Legal action is being launched over low water allocations in QLD. 

Water service provider Sunwater has announced that irrigators in the Burnett River scheme will only receive 22 per cent of their water allocations for the 2021–22 financial year.

Irrigators received 100 per cent water allocations in the previous financial year, following an average of 90 per cent every year since Paradise Dam, south-west of Bundaberg, was filled in the 2010 floods.

However,after the Queensland government revealed structural and stability issues with the dam's concrete in 2019, about 100,000 megalitres of water had to be released into the Burnett River to alleviate pressure on the dam wall.

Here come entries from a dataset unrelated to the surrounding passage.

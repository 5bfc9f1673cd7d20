//! mcpkit CLI - Command-line interface
//!
//! The `mcpkit` binary loads a configuration file, builds its target with
//! the default [`TargetFactory`], runs one command against it and closes it
//! again, whether or not the command succeeded.

pub mod commands;
pub mod output;

pub use commands::{Cli, Commands};
pub use output::Output;

use anyhow::{Context, Result};
use mcpkit_config::McpkitConfig;
use mcpkit_targets::{Target, TargetFactory};
use mcpkit_telemetry::TelemetryConfig;
use std::sync::Arc;

/// Logging settings from the config file, with command-line overrides applied
pub fn telemetry_config(cli: &Cli, config: &McpkitConfig) -> TelemetryConfig {
    match &cli.log_level {
        Some(level) => config.telemetry.clone().with_level(level.clone()),
        None => config.telemetry.clone(),
    }
}

/// Run `command` against an initialized target
pub async fn execute(target: &dyn Target, command: &Commands) -> Result<Output> {
    let output = match command {
        Commands::Tools => Output::Tools(target.list_tools().await?),
        Commands::Call { tool, arguments } => {
            Output::Content(target.call_tool(tool, arguments.clone()).await?)
        }
        Commands::Prompts => Output::Prompts(target.list_prompts().await?),
        Commands::Prompt { name, args } => Output::Prompt(
            target
                .get_prompt(name, Commands::prompt_arguments(args))
                .await?,
        ),
    };
    Ok(output)
}

/// Build the configured target, run `command`, and close the target
pub async fn run(config: &McpkitConfig, command: &Commands) -> Result<Output> {
    run_with_factory(&TargetFactory::with_defaults(), config, command).await
}

pub async fn run_with_factory(
    factory: &Arc<TargetFactory>,
    config: &McpkitConfig,
    command: &Commands,
) -> Result<Output> {
    let mut target = factory
        .create(&config.target)
        .context("Failed to build target")?;
    let name = target.name().to_string();

    let outcome = match target.initialize().await {
        Ok(()) => execute(target.as_ref(), command).await,
        Err(err) => {
            Err(anyhow::Error::new(err).context(format!("Failed to initialize target '{name}'")))
        }
    };

    let closed = target.close().await;
    if let Err(err) = &closed {
        tracing::warn!(target_name = %name, error = %err, "failed to close target");
    }

    let output = outcome?;
    closed.with_context(|| format!("Failed to close target '{name}'"))?;
    Ok(output)
}
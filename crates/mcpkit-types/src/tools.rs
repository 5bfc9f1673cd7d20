//! Tool descriptors

use serde::{Deserialize, Serialize};
use serde_json::{Map, Value};

/// A callable tool as advertised by a target
#[derive(Debug, Clone, PartialEq, Serialize, Deserialize)]
pub struct Tool {
    pub name: String,
    #[serde(default, skip_serializing_if = "Option::is_none")]
    pub description: Option<String>,
    #[serde(rename = "inputSchema", default = "empty_object_schema")]
    pub input_schema: Value,
    /// Fields not modelled here (annotations, title, ...) kept verbatim
    #[serde(flatten)]
    pub extra: Map<String, Value>,
}

impl Tool {
    pub fn new(name: impl Into<String>, description: impl Into<String>) -> Self {
        Self {
            name: name.into(),
            description: Some(description.into()),
            input_schema: empty_object_schema(),
            extra: Map::new(),
        }
    }

    pub fn with_input_schema(mut self, schema: Value) -> Self {
        self.input_schema = schema;
        self
    }
}

fn empty_object_schema() -> Value {
    serde_json::json!({"type": "object"})
}

#[cfg(test)]
mod tests {
    use super::*;
    use serde_json::json;

    #[test]
    fn keeps_unknown_fields() {
        let raw = json!({
            "name": "search",
            "inputSchema": {"type": "object", "properties": {"q": {"type": "string"}}},
            "annotations": {"readOnlyHint": true}
        });

        let tool: Tool = serde_json::from_value(raw.clone()).unwrap();
        assert_eq!(tool.name, "search");
        assert!(tool.description.is_none());
        assert_eq!(tool.extra["annotations"], json!({"readOnlyHint": true}));
        assert_eq!(serde_json::to_value(&tool).unwrap(), raw);
    }

    #[test]
    fn missing_schema_defaults_to_object() {
        let tool: Tool = serde_json::from_value(json!({"name": "ping"})).unwrap();
        assert_eq!(tool.input_schema, json!({"type": "object"}));
    }
}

At the same time, the spillway was lowered by almost 6 metres, reducing its total capacity to 42 per cent.

Farmers have had to reduce their stocks in response, pushing some operations into unviable territory. 

Bundaberg lawyer Tom Marland is preparing a class action against the state government, claiming the economic impact of the reduced allocations could be in the billions, affecting up to 700 individual farming enterprises.

“It's not just farmers, but all the subsidiary businesses and the Bundaberg economy that's going to suffer,” he told the ABC.

“Productivity losses with the reduction of crops … you're looking in the hundreds of millions.

“Once you start looking at properties that are losing value as a result of lack of water security, the number extrapolates into the billions.”

Mr Marland said legal proceedings should go ahead before the end of the year.